◆ ASSIGNMENT: Wherever a line of the records contains "warn", copy that line.

◆ DATA SECTION:
pub mod retry;

pub use retry::{retry_on_transient, IsTransient, RetryConfig, RetryResult};
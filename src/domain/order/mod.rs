// ============================================================================
// Order Domain - Status lifecycle of an order
// ============================================================================
//
// This module contains ALL order lifecycle code:
// - Value objects (Order, OrderStatus, OrderType, PaymentStatus)
// - Transition table and validator
// - Commands (TransitionOrderStatus)
// - Audit entries and the audit log writer
// - Errors (OrderError enum)
// - Transition service and batch executor
//
// Storage is reached only through `crate::store::OrderStore`.
//
// ============================================================================

pub mod value_objects;
pub mod transitions;
pub mod events;
pub mod commands;
pub mod errors;
pub mod audit;
pub mod command_handler;
pub mod batch;

// Re-export for convenience
pub use value_objects::*;
pub use transitions::*;
pub use events::*;
pub use commands::*;
pub use errors::*;
pub use audit::*;
pub use command_handler::*;
pub use batch::*;
impl OrderTransitionService {
    pub fn new(store: Arc<dyn OrderStore>, validator: TransitionValidator, metrics: Arc<Metrics>) -> Self {
        Self {
            audit: AuditLogWriter::new(store.clone(), validator.clone()),
            guard: StatisticsGuard::new(store.clone()),
            store,
            validator,
            metrics,
            retry: RetryConfig::default(),
            track_aggregates: true,
        }
    }

    pub fn with_retry(mut self, retry: RetryConfig) -> Self {
        self.retry = retry;
        self
    }

    pub fn with_aggregate_tracking(mut self, enabled: bool) -> Self {
        self.track_aggregates = enabled;
        self
    }

    pub fn audit(&self) -> &AuditLogWriter {
        &self.audit
    }

    pub fn guard(&self) -> &StatisticsGuard {
        &self.guard
    }

    /// Move one order to `command.target`.
    pub async fn transition(
        &self,
        order_id: Uuid,
        command: &TransitionOrderStatus,
    ) -> Result<OrderView, OrderError> {
        let started = Instant::now();
        let result = self.apply_transition(order_id, command).await;
        let elapsed = started.elapsed().as_secs_f64();

        match &result {
            Ok((from, view)) => {
                self.metrics
                    .record_transition(from.as_str(), view.status.as_str(), elapsed);
            }
            Err(OrderError::Storage(e)) => {
                self.metrics.record_transition_error(elapsed);
                self.metrics.record_storage_error("transition");
                tracing::warn!(order_id = %order_id, target = %command.target, error = %e, "Transition failed");
            }
            Err(e) => {
                self.metrics.record_rejection(e.kind(), elapsed);
                tracing::debug!(
                    order_id = %order_id,
                    target = %command.target,
                    error = %e,
                    "Transition rejected"
                );
            }
        }

        result.map(|(_, view)| view)
    }

    async fn apply_transition(
        &self,
        order_id: Uuid,
        command: &TransitionOrderStatus,
    ) -> Result<(OrderStatus, OrderView), OrderError> {
        command.validate()?;
        let note = command.normalized_note();

        let mut order = self.load_active(order_id).await?;
        let mut attempts = 0;
        let entry = loop {
            self.validator.validate(order.status, command.target)?;
            attempts += 1;

            match self.commit(&order, command, note.clone()).await {
                Ok(entry) => break entry,
                Err(OrderError::Storage(StorageError::Conflict(reason))) => {
                    // Someone else moved the order after we read it.
                    tracing::warn!(
                        order_id = %order_id,
                        read_status = %order.status,
                        attempts,
                        reason = %reason,
                        "Order changed during transition, re-validating"
                    );
                    let fresh = self.load_active(order_id).await?;
                    if attempts >= MAX_COMMIT_ATTEMPTS {
                        return Err(OrderError::InvalidTransition {
                            from: fresh.status,
                            to: command.target,
                        });
                    }
                    order = fresh;
                }
                Err(e) => return Err(e),
            }
        };

        tracing::info!(
            order_id = %order_id,
            from = %entry.from_status,
            to = %entry.to_status,
            actor = %entry.actor,
            "{}",
            entry.summary()
        );

        if self.track_aggregates {
            self.bump_aggregates(&order, &TotalsDelta::transitioned(&order, entry.to_status))
                .await;
        }

        let from = order.status;
        let mut updated = order;
        updated.status = entry.to_status;
        updated.updated_at = entry.recorded_at;
        Ok((from, updated.view()))
    }

    async fn commit(
        &self,
        order: &Order,
        command: &TransitionOrderStatus,
        note: Option<String>,
    ) -> Result<AuditEntry, OrderError> {
        let entry = self.audit.entry_for(order, command.target, &command.actor, note);
        match self.store.commit_transition(&entry).await {
            Ok(_) => Ok(entry),
            // Deleted between our read and the commit.
            Err(StorageError::NotFound) => Err(OrderError::NotFound(order.id)),
            Err(e) => Err(e.into()),
        }
    }

    /// Allowed next states of an active order, in canonical order.
    pub async fn available_transitions(&self, order_id: Uuid) -> Result<Vec<OrderStatus>, OrderError> {
        let order = self.load_active(order_id).await?;
        Ok(self.validator.next_states(order.status))
    }

    pub async fn get_order(&self, order_id: Uuid) -> Result<OrderView, OrderError> {
        Ok(self.load_active(order_id).await?.view())
    }

    /// Create an order in `pending` and count it in the aggregates.
    pub async fn register_order(&self, new_order: NewOrder) -> Result<OrderView, OrderError> {
        new_order.validate()?;
        let order = Order::new(new_order);

        match self.store.insert_order(&order).await {
            Ok(()) => {}
            Err(StorageError::Conflict(reason)) => return Err(OrderError::Validation(reason)),
            Err(e) => {
                self.metrics.record_storage_error("register_order");
                return Err(e.into());
            }
        }

        tracing::info!(
            order_id = %order.id,
            order_number = %order.order_number,
            order_type = order.order_type.as_str(),
            "Order registered"
        );

        if self.track_aggregates {
            self.bump_aggregates(&order, &TotalsDelta::registered(&order)).await;
        }

        Ok(order.view())
    }

    /// Flag an order as deleted and take it out of the aggregates.
    pub async fn soft_delete_order(&self, order_id: Uuid) -> Result<(), OrderError> {
        let order = self.load_active(order_id).await?;

        match self.store.mark_order_deleted(order_id).await {
            Ok(()) => {}
            Err(StorageError::NotFound) => return Err(OrderError::NotFound(order_id)),
            Err(e) => {
                self.metrics.record_storage_error("soft_delete_order");
                return Err(e.into());
            }
        }

        tracing::info!(order_id = %order_id, status = %order.status, "Order soft-deleted");

        if self.track_aggregates {
            self.bump_aggregates(&order, &TotalsDelta::removed(&order)).await;
        }
        Ok(())
    }

    async fn load_active(&self, order_id: Uuid) -> Result<Order, OrderError> {
        match self.store.load_order(order_id).await {
            Ok(order) if order.is_deleted => Err(OrderError::NotFound(order_id)),
            Ok(order) => Ok(order),
            Err(StorageError::NotFound) => Err(OrderError::NotFound(order_id)),
            Err(e) => Err(e.into()),
        }
    }

    /// Apply `delta` to the all-time record and to the daily record of the
    /// order's creation date.
    ///
    /// Runs after the order change is committed, so nothing here fails the
    /// caller: conflicts are retried, and an update that still cannot be
    /// written is logged and counted, leaving that record stale.
    async fn bump_aggregates(&self, order: &Order, delta: &TotalsDelta) {
        if delta.is_empty() {
            return;
        }

        for key in [AggregateKey::order_totals(), AggregateKey::daily_for(order.created_at)] {
            self.bump_aggregate(order.id, &key, delta).await;
        }
    }

    async fn bump_aggregate(&self, order_id: Uuid, key: &AggregateKey, delta: &TotalsDelta) {
        let outcome = retry_on_transient(&self.retry, |_attempt| async move {
            let expected = self.guard.read(key).await?.map_or(0, |s| s.version);
            self.guard.update_aggregate(key, expected, delta).await
        })
        .await;

        match outcome {
            RetryResult::Success { value: version, attempts } => {
                self.metrics.record_aggregate_update(attempts - 1);
                tracing::debug!(key = %key, version, attempts, "Aggregate statistics updated");
            }
            RetryResult::Exhausted { error, attempts } => {
                self.metrics.record_aggregate_abandoned(attempts);
                tracing::error!(
                    order_id = %order_id,
                    key = %key,
                    attempts,
                    error = %error,
                    "Giving up on aggregate update after repeated version conflicts"
                );
            }
            RetryResult::PermanentFailure(StatsError::Storage(e)) => {
                self.metrics.record_storage_error("aggregate_update");
                self.metrics.record_aggregate_abandoned(0);
                tracing::error!(
                    order_id = %order_id,
                    key = %key,
                    error = %e,
                    "Aggregate update lost to a storage failure"
                );
            }
            RetryResult::PermanentFailure(error) => {
                self.metrics.record_aggregate_abandoned(0);
                tracing::error!(order_id = %order_id, key = %key, error = %error, "Aggregate update rejected");
            }
        }
    }
}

◆ TASK RESULT:
                tracing::warn!(order_id = %order_id, target = %command.target, error = %e, "Transition failed");
                    tracing::warn!(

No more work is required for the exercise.